I know I am over thinking this. I just do not need the drama.

I am thinking of making this blog almost anonymous, but I do not want to do that either b/c this is my journey and I lived it. but I want my bloggie sisters to be able to read about my little girls and their journey too!

thoughts? Am I just crazy to be worried about this? Should I just open that blog to people we know IRL and also add things about my girls to this blog.

Not sure how I want to handle this... I want to open up the other blog soon, in the anticipation of our new arrival.

Tuesday, April 14, 2009

THIS IS THE WEEK!

We Hope... After I get items ready for a huge local consignment sale (unloading a ton of inventory) we will start to put the rooms together. I will feel so much better and less stressd when i have everything for the baby set up. I went to my OB appointment today nervous b/c everytime I walk in something happens and I dodge bedrest somehow. Well today everything was fine, except when they checked her heartbeat it was 178, which for her stage and size is way too high. So they wanted to give me a nonstress test, but after 5 mintues of waiting and listneing to the doppler it went down. It is surprising it was so high because she has been so quiet lately, if it was not for my own home doppler I would have made a thousand trips to the Dr for non movement by now.

I have lots of catching up on readng blogs this week, Hope everyone's easter was good, ours was as expected hectic and nice. Avery got more candy then she needed and now Mommy is eating it, not good for weight gain.
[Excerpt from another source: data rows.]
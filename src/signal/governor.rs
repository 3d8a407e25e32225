// src/signal/governor.rs

use std::time::Duration;

use tracing::{info, trace};

/// Frame cadence advised to the renderer.
#[derive(Debug, Clone, Copy, PartialEq, Eq)]
pub enum Cadence {
    Normal,
    Reduced,
}

#[derive(Debug, Clone, Copy, PartialEq, Eq)]
pub struct GovernorSettings {
    pub normal_interval: Duration,
    pub reduced_interval: Duration,
    /// Consecutive late frames before dropping to `Reduced`.
    pub fallback_violation_threshold: u32,
    /// Consecutive healthy frames in `Reduced` before returning to `Normal`.
    pub recovery_frame_threshold: u32,
}

impl Default for GovernorSettings {
    fn default() -> Self {
        Self {
            normal_interval: Duration::from_secs(1) / 60,
            reduced_interval: Duration::from_secs(1) / 30,
            fallback_violation_threshold: 5,
            recovery_frame_threshold: 30,
        }
    }
}

impl GovernorSettings {
    pub fn from_frame_rates(normal_fps: u32, reduced_fps: u32) -> Self {
        Self {
            normal_interval: Duration::from_secs(1) / normal_fps.max(1),
            reduced_interval: Duration::from_secs(1) / reduced_fps.max(1),
            ..Self::default()
        }
    }
}

/// Tracks frame-budget compliance and switches cadence with hysteresis.
///
/// The governor never stops the signal; it only changes the interval it
/// advises for the next frames.
#[derive(Debug)]
pub struct PerformanceGovernor {
    settings: GovernorSettings,
    cadence: Cadence,
    violations: u32,
    healthy: u32,
}

impl Default for PerformanceGovernor {
    fn default() -> Self {
        Self::new(GovernorSettings::default())
    }
}

impl PerformanceGovernor {
    pub fn new(settings: GovernorSettings) -> Self {
        Self {
            settings,
            cadence: Cadence::Normal,
            violations: 0,
            healthy: 0,
        }
    }

    pub fn cadence(&self) -> Cadence {
        self.cadence
    }

    pub fn settings(&self) -> &GovernorSettings {
        &self.settings
    }

    /// Interval to use for the next frame.
    pub fn interval(&self) -> Duration {
        match self.cadence {
            Cadence::Normal => self.settings.normal_interval,
            Cadence::Reduced => self.settings.reduced_interval,
        }
    }

    /// Feed one frame. Returns the new cadence when this frame caused a
    /// transition.
    pub fn record_frame(&mut self, exceeded_budget: bool) -> Option<Cadence> {
        if exceeded_budget {
            self.violations = self.violations.saturating_add(1);
            self.healthy = 0;
            trace!(violations = self.violations, "frame over budget");

            if self.cadence == Cadence::Normal
                && self.violations >= self.settings.fallback_violation_threshold
            {
                self.cadence = Cadence::Reduced;
                self.violations = 0;
                info!(
                    interval = ?self.settings.reduced_interval,
                    "render budget repeatedly exceeded; reducing signal cadence"
                );
                return Some(Cadence::Reduced);
            }
            return None;
        }

        self.violations = 0;
        match self.cadence {
            Cadence::Normal => {
                self.healthy = (self.healthy + 1).min(self.settings.recovery_frame_threshold);
                None
            }
            Cadence::Reduced => {
                self.healthy = self.healthy.saturating_add(1);
                if self.healthy >= self.settings.recovery_frame_threshold {
                    self.cadence = Cadence::Normal;
                    self.healthy = 0;
                    info!(
                        interval = ?self.settings.normal_interval,
                        "render timings recovered; restoring normal signal cadence"
                    );
                    return Some(Cadence::Normal);
                }
                None
            }
        }
    }

    /// Feed a measured frame duration, judged against the current interval.
    pub fn record_render_duration(&mut self, duration: Duration) -> Option<Cadence> {
        let exceeded = duration > self.interval();
        self.record_frame(exceeded)
    }

    /// Back to `Normal` with all counters cleared. Called when a signal
    /// sequence starts fresh.
    pub fn reset(&mut self) {
        self.cadence = Cadence::Normal;
        self.violations = 0;
        self.healthy = 0;
    }
}
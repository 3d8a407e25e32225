#![allow(dead_code)]

use logbeacon::config::{ConfigFile, MonitorSection, RawConfigFile, RuleConfig, DEFAULT_COLOR};
use logbeacon::pattern::CompiledPattern;
use logbeacon::types::{Rule, RuleSnapshot, SignalStyle};

/// Builder for `ConfigFile` to simplify test setup.
pub struct ConfigBuilder {
    config: RawConfigFile,
}

impl ConfigBuilder {
    pub fn new() -> Self {
        Self {
            config: RawConfigFile {
                monitor: MonitorSection::default(),
                rule: vec![],
            },
        }
    }

    pub fn with_rule(mut self, rule: RuleConfig) -> Self {
        self.config.rule.push(rule);
        self
    }

    pub fn with_debounce_ms(mut self, ms: u64) -> Self {
        self.config.monitor.debounce_ms = ms;
        self
    }

    pub fn with_frequency_threshold(mut self, threshold: u32) -> Self {
        self.config.monitor.frequency_threshold = threshold;
        self
    }

    pub fn raw(self) -> RawConfigFile {
        self.config
    }

    pub fn build(self) -> ConfigFile {
        ConfigFile::try_from(self.config).expect("Failed to build valid config from builder")
    }
}

impl Default for ConfigBuilder {
    fn default() -> Self {
        Self::new()
    }
}

/// Builder for a single rule, usable both as a compiled `Rule` and as a raw
/// `RuleConfig` entry.
#[derive(Debug, Clone)]
pub struct RuleBuilder {
    rule: RuleConfig,
}

impl RuleBuilder {
    pub fn new(id: &str, pattern: &str, file: &str) -> Self {
        Self {
            rule: RuleConfig {
                id: id.to_string(),
                name: id.to_string(),
                pattern: pattern.to_string(),
                file: file.to_string(),
                enabled: true,
                case_insensitive: false,
                style: SignalStyle::default(),
                color: DEFAULT_COLOR.to_string(),
            },
        }
    }

    pub fn name(mut self, name: &str) -> Self {
        self.rule.name = name.to_string();
        self
    }

    pub fn disabled(mut self) -> Self {
        self.rule.enabled = false;
        self
    }

    pub fn case_insensitive(mut self) -> Self {
        self.rule.case_insensitive = true;
        self
    }

    pub fn style(mut self, style: SignalStyle) -> Self {
        self.rule.style = style;
        self
    }

    pub fn color(mut self, color: &str) -> Self {
        self.rule.color = color.to_string();
        self
    }

    pub fn config(self) -> RuleConfig {
        self.rule
    }

    pub fn build(self) -> Rule {
        let pattern = CompiledPattern::with_options(&self.rule.pattern, self.rule.case_insensitive)
            .expect("Failed to compile pattern from builder");
        Rule {
            enabled: self.rule.enabled,
            style: self.rule.style,
            color: self.rule.color.clone(),
            ..Rule::new(self.rule.id, self.rule.name, pattern, self.rule.file)
        }
    }

    /// A snapshot whose path is the configured file as-is.
    pub fn snapshot(self, priority: usize) -> RuleSnapshot {
        let mut rule = self.build();
        rule.priority = priority;
        let path = rule.file.clone().into();
        RuleSnapshot { rule, path }
    }
}
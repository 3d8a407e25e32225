// tests/config.rs

use std::error::Error;
use std::path::Path;
use std::sync::Arc;
use std::time::Duration;

use logbeacon::config::loader::parse_str;
use logbeacon::config::{
    load_and_validate, ConfigFile, ConfigStore, MemoryConfigStore, TomlConfigStore,
    DEFAULT_COLOR,
};
use logbeacon::errors::LogbeaconError;
use logbeacon::fs::mock::MockFileSystem;
use logbeacon::types::SignalStyle;
use logbeacon_test_utils::builders::{ConfigBuilder, RuleBuilder};

type TestResult = Result<(), Box<dyn Error>>;

const RULES_TOML: &str = r##"
[monitor]
debounce_ms = 250
frame_rate = 50

[[rule]]
id = "db"
name = "Database"
pattern = "FATAL|PANIC"
file = "/var/log/db.log"
style = "blink"
color = "#0000ff"

[[rule]]
id = "web"
name = "Web"
pattern = "timeout"
file = "~/logs/web.log"
case_insensitive = true
enabled = false
"##;

fn validate(toml: &str) -> Result<ConfigFile, LogbeaconError> {
    ConfigFile::try_from(parse_str(toml)?)
}

#[test]
fn full_file_parses_with_defaults() -> TestResult {
    let cfg = validate(RULES_TOML)?;

    assert_eq!(cfg.monitor().debounce(), Duration::from_millis(250));
    assert_eq!(cfg.monitor().frame_rate, 50);
    assert_eq!(cfg.monitor().reduced_frame_rate, 30);
    assert_eq!(cfg.monitor().frequency_threshold, 50);
    assert_eq!(
        cfg.monitor().governor_settings().normal_interval,
        Duration::from_millis(20)
    );

    let rules = cfg.rules();
    assert_eq!(rules.len(), 2);
    assert_eq!(rules[0].id, "db");
    assert_eq!(rules[0].style, SignalStyle::Blink);
    assert!(rules[0].enabled);

    assert_eq!(rules[1].color, DEFAULT_COLOR);
    assert_eq!(rules[1].style, SignalStyle::Pulse);
    assert!(!rules[1].enabled);
    assert!(rules[1].pattern.is_case_insensitive());
    assert_eq!(rules[1].file, "~/logs/web.log");
    Ok(())
}

#[test]
fn empty_file_is_valid() -> TestResult {
    let cfg = validate("")?;
    assert!(cfg.rules().is_empty());
    assert_eq!(cfg.monitor().debounce_ms, 100);
    Ok(())
}

#[test]
fn invalid_pattern_names_the_rule() {
    let raw = ConfigBuilder::new()
        .with_rule(RuleBuilder::new("broken", "([a-z", "/tmp/a.log").config())
        .raw();
    match ConfigFile::try_from(raw) {
        Err(LogbeaconError::InvalidPattern { rule, .. }) => assert_eq!(rule, "broken"),
        other => panic!("expected InvalidPattern, got {other:?}"),
    }
}

#[test]
fn duplicate_ids_are_rejected() {
    let raw = ConfigBuilder::new()
        .with_rule(RuleBuilder::new("same", "a", "/tmp/a.log").config())
        .with_rule(RuleBuilder::new("same", "b", "/tmp/b.log").config())
        .raw();
    let err = ConfigFile::try_from(raw).unwrap_err();
    assert!(err.to_string().contains("duplicate rule id 'same'"));
}

#[test]
fn bad_colour_is_rejected() {
    let raw = ConfigBuilder::new()
        .with_rule(RuleBuilder::new("c", "a", "/tmp/a.log").color("red").config())
        .raw();
    assert!(matches!(
        ConfigFile::try_from(raw),
        Err(LogbeaconError::ConfigError(_))
    ));
}

#[test]
fn monitor_knobs_are_checked() {
    assert!(validate("[monitor]\nframe_rate = 0\n").is_err());
    assert!(validate("[monitor]\nframe_rate = 20\nreduced_frame_rate = 40\n").is_err());
    assert!(validate("[monitor]\nfrequency_threshold = 0\n").is_err());
    assert!(ConfigFile::try_from(ConfigBuilder::new().with_frequency_threshold(0).raw()).is_err());
}

#[test]
fn unknown_style_is_a_toml_error() {
    let toml = r##"
[[rule]]
id = "x"
name = "X"
pattern = "x"
file = "/tmp/x.log"
style = "strobe"
"##;
    assert!(matches!(validate(toml), Err(LogbeaconError::TomlError(_))));
}

#[test]
fn toml_store_persists_rule_changes() -> TestResult {
    let fs = MockFileSystem::new();
    fs.add_file("/etc/logbeacon.toml", RULES_TOML.as_bytes().to_vec());
    let mut store = TomlConfigStore::new("/etc/logbeacon.toml", Arc::new(fs.clone()));

    let mut rules = store.load_rules()?;
    rules[0].enabled = false;
    rules[0].file = "/var/log/db-new.log".to_string();
    store.update_rule(&rules[0])?;

    let reloaded = store.load_config()?;
    assert_eq!(reloaded.monitor().debounce_ms, 250);
    assert!(!reloaded.rules()[0].enabled);
    assert_eq!(reloaded.rules()[0].file, "/var/log/db-new.log");
    assert_eq!(reloaded.rules()[0].pattern.as_str(), "FATAL|PANIC");
    assert!(reloaded.rules()[1].pattern.is_case_insensitive());
    Ok(())
}

#[test]
fn toml_store_rejects_unknown_rule() -> TestResult {
    let fs = MockFileSystem::new();
    fs.add_file("/etc/logbeacon.toml", RULES_TOML.as_bytes().to_vec());
    let mut store = TomlConfigStore::new("/etc/logbeacon.toml", Arc::new(fs));

    let stranger = RuleBuilder::new("ghost", "x", "/tmp/x.log").build();
    let err = store.update_rule(&stranger).unwrap_err();
    assert!(err.to_string().contains("ghost"));
    Ok(())
}

#[test]
fn toml_store_creates_file_on_save() -> TestResult {
    let fs = MockFileSystem::new();
    let mut store = TomlConfigStore::new("/etc/new.toml", Arc::new(fs.clone()));

    store.save_rules(&[RuleBuilder::new("a", "ERROR", "/tmp/a.log").build()])?;

    let written = String::from_utf8(fs.contents("/etc/new.toml").ok_or("not written")?)?;
    assert!(written.contains("[[rule]]"));
    assert!(written.contains("[monitor]"));
    assert_eq!(store.load_rules()?.len(), 1);
    Ok(())
}

#[test]
fn memory_store_shares_state_between_clones() -> TestResult {
    let store = MemoryConfigStore::new(vec![RuleBuilder::new("a", "x", "/tmp/a.log").build()]);
    let mut handle = store.clone();

    let mut rule = handle.load_rules()?.remove(0);
    rule.enabled = false;
    handle.update_rule(&rule)?;
    assert!(!store.rule("a").ok_or("missing")?.enabled);
    assert_eq!(store.write_count(), 1);

    store.set_fail_writes(true);
    assert!(handle.update_rule(&rule).is_err());
    Ok(())
}

#[test]
fn loads_from_a_real_file() -> TestResult {
    let dir = tempfile::tempdir()?;
    let path = dir.path().join("Logbeacon.toml");
    std::fs::write(&path, RULES_TOML)?;

    let cfg = load_and_validate(&path)?;
    assert_eq!(cfg.rules().len(), 2);

    let missing = load_and_validate(Path::new("/definitely/not/here.toml"));
    assert!(matches!(missing, Err(LogbeaconError::IoError(_))));
    Ok(())
}
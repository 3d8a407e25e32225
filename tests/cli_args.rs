// tests/cli_args.rs

use std::path::PathBuf;

use clap::Parser;

use logbeacon::cli::{CliArgs, LogLevel};

#[test]
fn explicit_config_and_flags() {
    let args = CliArgs::parse_from(["logbeacon", "--config", "rules.toml", "--dry-run"]);
    assert_eq!(args.config_path(), PathBuf::from("rules.toml"));
    assert!(args.dry_run);
    assert_eq!(args.log_level, None);
}

#[test]
fn log_level_parses() {
    let args = CliArgs::parse_from(["logbeacon", "--log-level", "debug"]);
    assert_eq!(args.log_level, Some(LogLevel::Debug));
}

#[test]
fn unknown_log_level_is_rejected() {
    assert!(CliArgs::try_parse_from(["logbeacon", "--log-level", "loud"]).is_err());
}
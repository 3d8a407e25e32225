// src/config/mod.rs

//! Rule file loading, validation and persistence.
//!
//! - [`model`] mirrors the TOML layout.
//! - [`validate`] turns a raw file into a [`ConfigFile`] with compiled
//!   patterns.
//! - [`store`] is the configuration collaborator the coordinator reads rules
//!   from and writes enable/path changes back to.

pub mod loader;
pub mod model;
pub mod store;
pub mod validate;

pub use loader::{default_config_path, load_and_validate, load_from_path};
pub use model::{ConfigFile, MonitorSection, RawConfigFile, RuleConfig, DEFAULT_COLOR};
pub use store::{ConfigStore, MemoryConfigStore, TomlConfigStore};
pub use validate::compile_rule;
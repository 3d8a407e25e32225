// src/pattern.rs

//! Line predicate evaluation.
//!
//! Patterns are compiled once, when a rule is loaded, into a
//! [`CompiledPattern`]. Evaluation is a pure function of the line and the
//! compiled pattern; there is no shared mutable state, so the same pattern can
//! be evaluated concurrently from any number of reader tasks.

use std::fmt;
use std::sync::Arc;

use regex::{Regex, RegexBuilder};

/// A pre-compiled rule pattern.
///
/// Cloning is cheap (the compiled program is shared), which lets rule
/// snapshots be handed across tasks by value.
#[derive(Clone)]
pub struct CompiledPattern {
    source: String,
    case_insensitive: bool,
    regex: Arc<Regex>,
}

impl CompiledPattern {
    pub fn new(source: &str) -> Result<Self, regex::Error> {
        Self::with_options(source, false)
    }

    pub fn with_options(source: &str, case_insensitive: bool) -> Result<Self, regex::Error> {
        let regex = RegexBuilder::new(source)
            .case_insensitive(case_insensitive)
            .build()?;
        Ok(Self {
            source: source.to_string(),
            case_insensitive,
            regex: Arc::new(regex),
        })
    }

    /// The pattern text as written in the rule file.
    pub fn as_str(&self) -> &str {
        &self.source
    }

    pub fn is_case_insensitive(&self) -> bool {
        self.case_insensitive
    }
}

impl fmt::Debug for CompiledPattern {
    fn fmt(&self, f: &mut fmt::Formatter<'_>) -> fmt::Result {
        f.debug_struct("CompiledPattern")
            .field("source", &self.source)
            .field("case_insensitive", &self.case_insensitive)
            .finish()
    }
}

impl PartialEq for CompiledPattern {
    fn eq(&self, other: &Self) -> bool {
        self.source == other.source && self.case_insensitive == other.case_insensitive
    }
}

impl Eq for CompiledPattern {}

/// Stateless evaluator for compiled patterns.
#[derive(Debug, Clone, Copy, Default)]
pub struct PatternEngine;

impl PatternEngine {
    /// Returns true if `line` matches `pattern` anywhere.
    pub fn evaluate(line: &str, pattern: &CompiledPattern) -> bool {
        pattern.regex.is_match(line)
    }

    /// Capture groups of the first match, if any. Group 0 is the whole match;
    /// groups that did not participate are returned as empty strings.
    pub fn captures(line: &str, pattern: &CompiledPattern) -> Option<Vec<String>> {
        let caps = pattern.regex.captures(line)?;
        Some(
            caps.iter()
                .map(|m| m.map(|m| m.as_str().to_string()).unwrap_or_default())
                .collect(),
        )
    }

    /// Evaluate a batch of lines, returning the zero-based indices that matched.
    pub fn matching_indices<'a, I>(lines: I, pattern: &CompiledPattern) -> Vec<usize>
    where
        I: IntoIterator<Item = &'a str>,
    {
        lines
            .into_iter()
            .enumerate()
            .filter(|(_, line)| Self::evaluate(line, pattern))
            .map(|(idx, _)| idx)
            .collect()
    }
}
//! Pure styling helpers for the earthquake markers and the depth legend.

use egui::Color32;

/// Marker stroke color shared by every earthquake marker
pub const MARKER_STROKE_COLOR: &str = "#000000";
/// Marker stroke width in pixels
pub const MARKER_STROKE_WIDTH: f32 = 0.5;
/// Marker fill opacity
pub const MARKER_FILL_OPACITY: f32 = 0.8;
/// Marker stroke opacity
pub const MARKER_STROKE_OPACITY: f32 = 1.0;

/// Lower boundaries of the legend depth bands, in km
pub const DEPTH_BREAKS: [f64; 6] = [-10.0, 10.0, 30.0, 50.0, 70.0, 90.0];

/// Fill colors for the depth bands, shallowest first
pub const DEPTH_COLORS: [&str; 6] = [
    "#1a9850", "#91cf60", "#d9ef8b", "#fee08b", "#fc8d59", "#d73027",
];

/// Maps an earthquake depth (km) to its band color.
///
/// Thresholds are exclusive lower bounds evaluated in descending order, so a
/// boundary value resolves to the band below it (90 km is still orange).
/// A missing depth falls through to the shallowest band, matching the
/// behavior of comparing against an absent value.
pub fn depth_color(depth: Option<f64>) -> &'static str {
    match depth {
        Some(d) if d > 90.0 => "#d73027",
        Some(d) if d > 70.0 => "#fc8d59",
        Some(d) if d > 50.0 => "#fee08b",
        Some(d) if d > 30.0 => "#d9ef8b",
        Some(d) if d > 10.0 => "#91cf60",
        _ => "#1a9850",
    }
}

/// Maps an earthquake magnitude to a marker radius in pixels.
///
/// Magnitude 0 gets a fixed radius of 1 so the marker stays visible; the
/// result is floored at 1 so a non-positive radius is never produced.
pub fn magnitude_radius(magnitude: f64) -> f64 {
    if magnitude == 0.0 {
        return 1.0;
    }
    let radius = magnitude * 4.0;
    if radius > 0.0 {
        radius
    } else {
        1.0
    }
}

/// Parses a `#rrggbb` hex color, applying `opacity` as the alpha channel
pub fn hex_color(hex: &str, opacity: f32) -> Color32 {
    let value = u32::from_str_radix(hex.trim_start_matches('#'), 16).unwrap_or(0);
    let r = ((value >> 16) & 0xff) as u8;
    let g = ((value >> 8) & 0xff) as u8;
    let b = (value & 0xff) as u8;
    let a = (opacity.clamp(0.0, 1.0) * 255.0).round() as u8;
    Color32::from_rgba_unmultiplied(r, g, b, a)
}
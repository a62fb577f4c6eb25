//! Async plumbing between the feed pipelines and the UI thread.
//!
//! The two feeds are fetched by independent tokio tasks; completed results
//! cross back to the egui thread over a crossbeam channel and are drained
//! once per frame. A stalled or failing fetch simply never delivers its
//! layer; there is no retry and no user-visible error surface.

use crate::{
    layers::overlay::{CircleMarker, Polyline},
    plates, quakes,
};
use crossbeam_channel::{unbounded, Receiver, Sender};
use std::time::Duration;

/// Delay before the one-shot deferred bounds fit after earthquake data
/// arrives. Not synchronized with render completion; best-effort UX.
pub const BOUNDS_FIT_DELAY: Duration = Duration::from_secs(1);

/// Events delivered from the background fetch tasks to the UI
#[derive(Debug)]
pub enum FeedEvent {
    /// Earthquake markers, already validated and styled
    EarthquakesLoaded(Vec<CircleMarker>),
    /// Plate boundary polylines
    PlatesLoaded(Vec<Polyline>),
    /// The deferred bounds fit is due
    FitEarthquakeBounds,
}

/// Owns the event channel and spawns the feed fetch tasks
pub struct FeedFetcher {
    event_tx: Sender<FeedEvent>,
    event_rx: Receiver<FeedEvent>,
}

impl FeedFetcher {
    pub fn new() -> Self {
        let (event_tx, event_rx) = unbounded();
        Self { event_tx, event_rx }
    }

    /// Launches both feed fetches as independent tasks. Neither waits on
    /// the other; each delivers its layer whenever it completes. The
    /// earthquake task also schedules the one-shot deferred bounds fit.
    ///
    /// Must be called from within a tokio runtime.
    pub fn spawn(&self) {
        let tx = self.event_tx.clone();
        tokio::spawn(async move {
            match quakes::fetch().await {
                Ok(collection) => {
                    let markers = quakes::place_markers(&collection);
                    log::info!("earthquake feed loaded: {} markers", markers.len());
                    let _ = tx.send(FeedEvent::EarthquakesLoaded(markers));

                    tokio::time::sleep(BOUNDS_FIT_DELAY).await;
                    let _ = tx.send(FeedEvent::FitEarthquakeBounds);
                }
                Err(err) => log::warn!("earthquake feed fetch failed: {}", err),
            }
        });

        let tx = self.event_tx.clone();
        tokio::spawn(async move {
            match plates::fetch().await {
                Ok(collection) => {
                    let polylines = plates::build_polylines(&collection);
                    log::info!("plate boundary feed loaded: {} polylines", polylines.len());
                    let _ = tx.send(FeedEvent::PlatesLoaded(polylines));
                }
                Err(err) => log::warn!("tectonic plate feed fetch failed: {}", err),
            }
        });
    }

    /// Drains all events that arrived since the last call (non-blocking)
    pub fn try_recv_events(&self) -> Vec<FeedEvent> {
        let mut events = Vec::new();
        while let Ok(event) = self.event_rx.try_recv() {
            events.push(event);
        }
        events
    }

    /// Sender half, usable from tests or custom pipelines
    pub fn sender(&self) -> Sender<FeedEvent> {
        self.event_tx.clone()
    }
}

impl Default for FeedFetcher {
    fn default() -> Self {
        Self::new()
    }
}
use crate::{
    core::{
        geo::{LatLng, Point},
        map::Map,
        viewport::Viewport,
    },
    style::hex_color,
    ui::{legend::Legend, popup::PopupManager},
};
use egui::{Align2, Color32, FontId, Pos2, Rect, Response, Sense, Shape, Stroke, Ui};

/// Pixel slack added around a marker when hit-testing clicks
const CLICK_TOLERANCE: f32 = 4.0;

/// The map canvas widget. Paints the active base layer, every visible
/// overlay (plate polylines below earthquake markers), the open popups,
/// and the depth legend; handles drag-to-pan, scroll-to-zoom, and
/// click-to-open-popup.
pub struct MapCanvas<'a> {
    map: &'a mut Map,
    popups: &'a mut PopupManager,
}

impl<'a> MapCanvas<'a> {
    pub fn new(map: &'a mut Map, popups: &'a mut PopupManager) -> Self {
        Self { map, popups }
    }

    pub fn show(mut self, ui: &mut Ui) -> Response {
        let desired_size = ui.available_size();
        let (rect, response) = ui.allocate_exact_size(desired_size, Sense::click_and_drag());

        self.map
            .viewport
            .set_size(Point::new(rect.width() as f64, rect.height() as f64));

        self.handle_input(ui, &response);

        let painter = ui.painter_at(rect);

        // Base layer tint and attribution
        let (tint, attribution) = match self.map.layers.active_base() {
            Some(base) => (
                hex_color(base.background(), 1.0),
                base.attribution().to_string(),
            ),
            None => (Color32::from_gray(221), String::new()),
        };
        painter.rect_filled(rect, 0.0, tint);

        // Lines below markers, matching the overlay stacking of the feeds
        for overlay in self.map.layers.overlays() {
            if !overlay.is_visible() {
                continue;
            }
            for polyline in overlay.polylines() {
                let points: Vec<Pos2> = polyline
                    .points
                    .iter()
                    .map(|p| to_screen(rect, &self.map.viewport, p))
                    .collect();
                if points.len() < 2 {
                    continue;
                }
                let stroke = Stroke::new(
                    polyline.style.width,
                    hex_color(&polyline.style.color, polyline.style.opacity),
                );
                match polyline.style.dash_pattern.as_slice() {
                    [] => {
                        painter.add(Shape::line(points, stroke));
                    }
                    [dash] => painter.extend(Shape::dashed_line(&points, stroke, *dash, *dash)),
                    [dash, gap, ..] => {
                        painter.extend(Shape::dashed_line(&points, stroke, *dash, *gap))
                    }
                }
            }
        }

        for overlay in self.map.layers.overlays() {
            if !overlay.is_visible() {
                continue;
            }
            for marker in overlay.markers() {
                let center = to_screen(rect, &self.map.viewport, &marker.position);
                if !rect.expand(40.0).contains(center) {
                    continue;
                }
                let radius = marker.style.radius as f32;
                painter.circle_filled(
                    center,
                    radius,
                    hex_color(&marker.style.fill_color, marker.style.fill_opacity),
                );
                painter.circle_stroke(
                    center,
                    radius,
                    Stroke::new(
                        marker.style.stroke_width,
                        hex_color(&marker.style.stroke_color, marker.style.stroke_opacity),
                    ),
                );
            }
        }

        if response.clicked() {
            if let Some(pointer) = response.interact_pointer_pos() {
                self.handle_click(pointer, rect);
            }
        }

        self.popups.paint(&painter, rect, &self.map.viewport);
        Legend::paint(&painter, rect);

        if !attribution.is_empty() {
            painter.text(
                Pos2::new(rect.left() + 4.0, rect.bottom() - 4.0),
                Align2::LEFT_BOTTOM,
                attribution,
                FontId::proportional(10.0),
                Color32::DARK_GRAY,
            );
        }

        response
    }

    fn handle_input(&mut self, ui: &Ui, response: &Response) {
        if response.dragged() {
            let delta = response.drag_delta();
            if delta.length_sq() > 0.5 {
                let viewport = &mut self.map.viewport;
                let target = Point::new(
                    viewport.size.x / 2.0 - delta.x as f64,
                    viewport.size.y / 2.0 - delta.y as f64,
                );
                let center = viewport.pixel_to_lat_lng(&target);
                viewport.set_center(center);
            }
        }

        if response.hovered() {
            let scroll = ui.input(|i| i.raw_scroll_delta.y);
            if scroll.abs() > 0.1 {
                let zoom = self.map.viewport.zoom + scroll as f64 * 0.003;
                self.map.viewport.set_zoom(zoom);
            }
        }
    }

    /// Opens the popup of the topmost marker under the pointer, or closes
    /// all popups when clicking empty map
    fn handle_click(&mut self, pointer: Pos2, rect: Rect) {
        for overlay in self.map.layers.overlays() {
            if !overlay.is_visible() {
                continue;
            }
            for (index, marker) in overlay.markers().iter().enumerate().rev() {
                let center = to_screen(rect, &self.map.viewport, &marker.position);
                let hit_radius = marker.style.radius as f32 + CLICK_TOLERANCE;
                if center.distance(pointer) <= hit_radius {
                    if let Some(text) = &marker.popup {
                        self.popups.show_text_popup(
                            format!("{}-{}", overlay.id(), index),
                            marker.position,
                            text.clone(),
                        );
                    }
                    return;
                }
            }
        }

        self.popups.hide_all();
    }
}

fn to_screen(rect: Rect, viewport: &Viewport, position: &LatLng) -> Pos2 {
    let pixel = viewport.lat_lng_to_pixel(position);
    Pos2::new(rect.left() + pixel.x as f32, rect.top() + pixel.y as f32)
}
Can't wait to see what everyone is up to.

Thursday, April 9, 2009

Baby stuff on hold...

because I have been trying to get my house ready for 19 people on Easter day. But the problem is, not only do i have to get everything ready but I also have other commitments too and my exhaustion has set back in. Ugggg.

Saturday, April 4, 2009

One thing off the list

Million to go...

We went today to IKEA to get Avery her new Furniture and the baby a dresser, plus Dh got a new dresser, now I have to get DH to out this all together, and maybe we will be on our way to getting something accomplished.

Wednesday, April 1, 2009

Confession #2

I think I may want a 3rd child. Being towards the end of my pregnancy I all of a sudden have become sad this is it for us. I have always wanted three children but after going through IF and praying for just one more perfectly healthy child. I feel like if I try for #3 I would be tempting fate.

On the other hand DH does not want another one, He says two is enough... Plus I would not want to do treatment again since it had taken over my mind, body and soul If we would do a third I would want it to happen naturally which for us is just a 3% chance of doing it on our own. But my desire to have a third is still there. Guess we will see how this plays out...

I do not plan on going back on Birth Control, 1. b/c what is the point 2. because it makes me gain weight like crazy. The only reason I would have to be on it is if my ovary starts to act up. I do not want to get my tube tied or remove my last ovary because if something ever happened to DH I would want to option of having more children with someone else, if I would marry again (I know morbid to think about that). DH goes not want to get the big V, he said NO WAY, he has anxiety over DRs and hospital, he will not go unless he has to normally, can you imagine the basket case he would be if he went in for the BIG V. I would never pull an accident on him, b/c I do not want to be dishonest to him, but I was very upfront with him that no BC for me or tube tying, he too said no big v for him and for us condoms always get forgotten in the moment. Maybe that is why all those years of unprotected sex during our dating days never ended in something, I would always skip pills... b/c I was young and stupid.

So in reality if we got pregnant on our own if would be an accident. Which in our book never would happen. But if DH came to me later on and said lets do this gain, I would seriously consider treatment again. Yes I would b/c my desire to have another is pretty strong some days.

Shhh, don't tell my DH b/c he also thinks I am over this too.